Canonical Wnt signaling affects calcium homeostasis in serum-treated AC16 cells through MLN-mediated SERCA2a regulation

The canonical Wnt/β-catenin pathway critically regulates cardiac calcium homeostasis, yet its interplay with microenvironmental factors remains unclear. This study reveals that fetal bovine serum (FBS) treatment alters Wnt-mediated calcium dynamics in AC16 cardiomyocytes. While Wnt activation elevates cytosol calcium in serum-free conditions, FBS supplementation reverses this response: Wnt inhibitors (SFRP2, XAV939, and LF3) induce cytosol calcium accumulation, while the activators (LiCl and Wnt3a) lose efficacy. Mechanistically, FBS ablates RyR2 expression, uncoupling calcium-induced calcium release. Consequently, calcium handling shifts to SERCA2a-dependent regulation. We identify myoregulin (MLN) as a pivotal effector of the Wnt/β-catenin signaling with Wnt inhibition upregulating MLN to suppress SERCA2a activity.
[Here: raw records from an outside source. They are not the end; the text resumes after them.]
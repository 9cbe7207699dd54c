use async_trait::async_trait;
use sqlx::PgPool;

use crate::database::manager::DatabaseError;
use crate::database::models::{Task, User};

/// Persistence for user accounts
#[async_trait]
pub trait UserRepository: Send + Sync {
    /// Insert a user. A second account with the same email fails with
    /// `DatabaseError::UniqueViolation`.
    async fn create_user(&self, email: &str, password_hash: &str) -> Result<User, DatabaseError>;

    async fn find_by_email(&self, email: &str) -> Result<Option<User>, DatabaseError>;
}

/// Persistence for tasks. Every query is filtered by `owner_id`; a row that
/// belongs to someone else is indistinguishable from a missing row.
#[async_trait]
pub trait TaskRepository: Send + Sync {
    async fn list_for_owner(&self, owner_id: i64) -> Result<Vec<Task>, DatabaseError>;

    async fn find_for_owner(&self, owner_id: i64, task_id: i64) -> Result<Option<Task>, DatabaseError>;

    async fn insert(&self, owner_id: i64, title: &str) -> Result<Task, DatabaseError>;

    async fn update_for_owner(
        &self,
        owner_id: i64,
        task_id: i64,
        title: &str,
    ) -> Result<Option<Task>, DatabaseError>;

    /// Returns whether a row was removed.
    async fn delete_for_owner(&self, owner_id: i64, task_id: i64) -> Result<bool, DatabaseError>;
}

const USER_COLUMNS: &str = "id, email, password_hash, created_at, updated_at";
const TASK_COLUMNS: &str = "id, owner_id, title, created_at, updated_at";

pub struct PgUserRepository {
    pool: PgPool,
}

impl PgUserRepository {
    pub fn new(pool: PgPool) -> Self {
        Self { pool }
    }
}

#[async_trait]
impl UserRepository for PgUserRepository {
    async fn create_user(&self, email: &str, password_hash: &str) -> Result<User, DatabaseError> {
        let sql = format!(
            "INSERT INTO users (email, password_hash) VALUES ($1, $2) RETURNING {USER_COLUMNS}"
        );
        let user = sqlx::query_as::<_, User>(&sql)
            .bind(email)
            .bind(password_hash)
            .fetch_one(&self.pool)
            .await?;
        Ok(user)
    }

    async fn find_by_email(&self, email: &str) -> Result<Option<User>, DatabaseError> {
        let sql = format!("SELECT {USER_COLUMNS} FROM users WHERE email = $1");
        let user = sqlx::query_as::<_, User>(&sql)
            .bind(email)
            .fetch_optional(&self.pool)
            .await?;
        Ok(user)
    }
}

pub struct PgTaskRepository {
    pool: PgPool,
}

impl PgTaskRepository {
    pub fn new(pool: PgPool) -> Self {
        Self { pool }
    }
}

#[async_trait]
impl TaskRepository for PgTaskRepository {
    async fn list_for_owner(&self, owner_id: i64) -> Result<Vec<Task>, DatabaseError> {
        let sql = format!(
            "SELECT {TASK_COLUMNS} FROM tasks WHERE owner_id = $1 ORDER BY created_at, id"
        );
        let tasks = sqlx::query_as::<_, Task>(&sql)
            .bind(owner_id)
            .fetch_all(&self.pool)
            .await?;
        Ok(tasks)
    }

    async fn find_for_owner(&self, owner_id: i64, task_id: i64) -> Result<Option<Task>, DatabaseError> {
        let sql = format!("SELECT {TASK_COLUMNS} FROM tasks WHERE id = $1 AND owner_id = $2");
        let task = sqlx::query_as::<_, Task>(&sql)
            .bind(task_id)
            .bind(owner_id)
            .fetch_optional(&self.pool)
            .await?;
        Ok(task)
    }

    async fn insert(&self, owner_id: i64, title: &str) -> Result<Task, DatabaseError> {
        let sql = format!(
            "INSERT INTO tasks (owner_id, title) VALUES ($1, $2) RETURNING {TASK_COLUMNS}"
        );
        let task = sqlx::query_as::<_, Task>(&sql)
            .bind(owner_id)
            .bind(title)
            .fetch_one(&self.pool)
            .await?;
        Ok(task)
    }

    async fn update_for_owner(
        &self,
        owner_id: i64,
        task_id: i64,
        title: &str,
    ) -> Result<Option<Task>, DatabaseError> {
        // Ownership check and write are one statement
        let sql = format!(
            "UPDATE tasks SET title = $1, updated_at = now() \
             WHERE id = $2 AND owner_id = $3 \
             RETURNING {TASK_COLUMNS}"
        );
        let task = sqlx::query_as::<_, Task>(&sql)
            .bind(title)
            .bind(task_id)
            .bind(owner_id)
            .fetch_optional(&self.pool)
            .await?;
        Ok(task)
    }

    async fn delete_for_owner(&self, owner_id: i64, task_id: i64) -> Result<bool, DatabaseError> {
        let result = sqlx::query("DELETE FROM tasks WHERE id = $1 AND owner_id = $2")
            .bind(task_id)
            .bind(owner_id)
            .execute(&self.pool)
            .await?;
        Ok(result.rows_affected() > 0)
    }
}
MLN knockdown (90% suppression) abolishes the effects of Wnt inhibitors on SERCA2a function and calcium distribution patterns. RyR2 reconstitution in FBS-treated cells restores calcium release but not Wnt activation responses, confirming the dominant role of MLN. Crucially, a combination of RyR2 overexpression and MLN depletion fully restores Wnt-calcium responses, phenocopying serum-free conditions. Our work establishes a serum-dependent regulatory axis where Wnt/β-catenin signaling maintains calcium homeostasis by repressing MLN, thereby preserving SERCA2a function. This FBS-induced shift mirrors pathological adaptations in heart failure, positioning MLN as a therapeutic target for calcium-handling disorders.

AC16 cells; MLN; SERCA2a; Wnt; cardiac calcium homeostasis.